Now he has plans to address this via the law. Leonardo has a bill coming up for a final reading November 7 that allows a councilperson to request a public hearing about a grading project. If a permit is more than six months old, or if a building permit has not been issued within six months on the property, and if offsite waste is being brought and stored on the site, then the Public Works Committee can recommend suspending a grading permit.
“My hope is that you call these people on the carpet and you say, “Come on now, you are not building a horse farm. Let’s be honest here’.” He has another piece of legislation pending that will restrict the amount of inert waste that can be dumped in rural areas. It won’t affect building downtown.
The new ordinance will still allow grading, but projects must get council approval for a permit and Leonardo hopes that will stop Public Works from rubber stamping grading permits for horse farms that are actually dump sites.
He also said he would like to see District 1 considered for the new pro soccer stadium.
Meanwhile, there’s another pending event that could affect Leonardo’s future plans. Nashville Criminal Court Judge Randall Wyatt Jr. retired September 1, and he’s one of three finalists who might replace him. The other two candidates are Cynthia Chappell and Angelita Blackshear Dalton, a General Session judge.
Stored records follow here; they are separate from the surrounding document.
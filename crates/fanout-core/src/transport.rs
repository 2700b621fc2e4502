//! Colaborador de mensajería externo. El motor sólo conoce estas dos vistas:
//! el mensaje entrante tal como llega del messenger y la petición de envío a
//! un destinatario concreto.
use async_trait::async_trait;
use fanout_domain::payload::encode_data;
use fanout_domain::{unique_conversation_id, DistributeRecord, CATEGORY_PLAIN_TEXT};
use serde::{Deserialize, Serialize};

use crate::errors::TransportError;

#[derive(Debug, Clone, PartialEq, Eq, Serialize, Deserialize)]
pub struct InboundMessage {
    pub sender_id: String,
    pub message_id: String,
    pub category: String,
    /// base64.
    pub data: String,
    #[serde(default)]
    pub quote_message_id: Option<String>,
    #[serde(default)]
    pub representative_id: Option<String>,
}

#[derive(Debug, Clone, PartialEq, Eq, Serialize, Deserialize)]
pub struct OutboundMessage {
    pub conversation_id: String,
    pub recipient_id: String,
    pub message_id: String,
    pub category: String,
    pub data: String,
    pub representative_id: Option<String>,
    pub quote_message_id: Option<String>,
}

impl OutboundMessage {
    /// Texto plano del tenant a un usuario (avisos del sistema).
    pub fn text(tenant: &str, recipient: &str, text: &str) -> Self {
        Self { conversation_id: unique_conversation_id(tenant, recipient),
               recipient_id: recipient.to_string(),
               message_id: uuid::Uuid::new_v4().to_string(),
               category: CATEGORY_PLAIN_TEXT.to_string(),
               data: encode_data(text.as_bytes()),
               representative_id: None,
               quote_message_id: None }
    }
}

impl From<&DistributeRecord> for OutboundMessage {
    fn from(r: &DistributeRecord) -> Self {
        Self { conversation_id: r.conversation_id.clone(),
               recipient_id: r.user_id.clone(),
               message_id: r.message_id.clone(),
               category: r.category.clone(),
               data: r.data.clone(),
               representative_id: r.representative_id.clone(),
               quote_message_id: r.quote_message_id.clone() }
    }
}

#[async_trait]
pub trait MessengerTransport: Send + Sync {
    async fn send_message(&self, msg: &OutboundMessage) -> Result<(), TransportError>;
}

/// Transporte que sólo registra los envíos en el log. Sirve a despliegues
/// donde la entrega real drena `distribute_messages` aguas abajo.
#[derive(Debug, Default, Clone, Copy)]
pub struct LoggingTransport;

#[async_trait]
impl MessengerTransport for LoggingTransport {
    async fn send_message(&self, msg: &OutboundMessage) -> Result<(), TransportError> {
        log::info!("transport:send recipient={} message={} category={}",
                   msg.recipient_id,
                   msg.message_id,
                   msg.category);
        Ok(())
    }
}

#[cfg(test)]
mod tests {
    use super::*;
    use fanout_domain::payload::decode_data;

    #[test]
    fn system_text_goes_to_the_recipient_conversation() {
        let msg = OutboundMessage::text("t1", "u1", "hola");
        assert_eq!(msg.conversation_id, unique_conversation_id("t1", "u1"));
        assert_eq!(decode_data(&msg.data).unwrap(), b"hola");
        assert_eq!(msg.representative_id, None);
    }

    #[test]
    fn inbound_optional_fields_default_to_none() {
        let inbound: InboundMessage = serde_json::from_str(
            r#"{"sender_id":"u1","message_id":"m1","category":"PLAIN_TEXT","data":""}"#,
        ).unwrap();
        assert_eq!(inbound.quote_message_id, None);
        assert_eq!(inbound.representative_id, None);
    }

    #[tokio::test]
    async fn logging_transport_accepts_everything() {
        let msg = OutboundMessage::text("t1", "u1", "x");
        assert!(LoggingTransport.send_message(&msg).await.is_ok());
    }
}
A panel of 12 lawyers vetted seven applicants for the judgeship that handles serious criminal cases on the 6th Floor of the Birch Building.
Leonard said. “We need people on the bench who can be fair, who aren’t doing it because it’s a pay raise. We need people who have been in private practice and who have seen the trials and tribulations of the average person.”
Governor Haslam will meet with each of the three candidates before announcing his decision. But no matter which way that decision goes, the Tennessee Tribune is proud to announce that Nick Leonardo is our 2017 Councilman of the Year. The city needs more like him.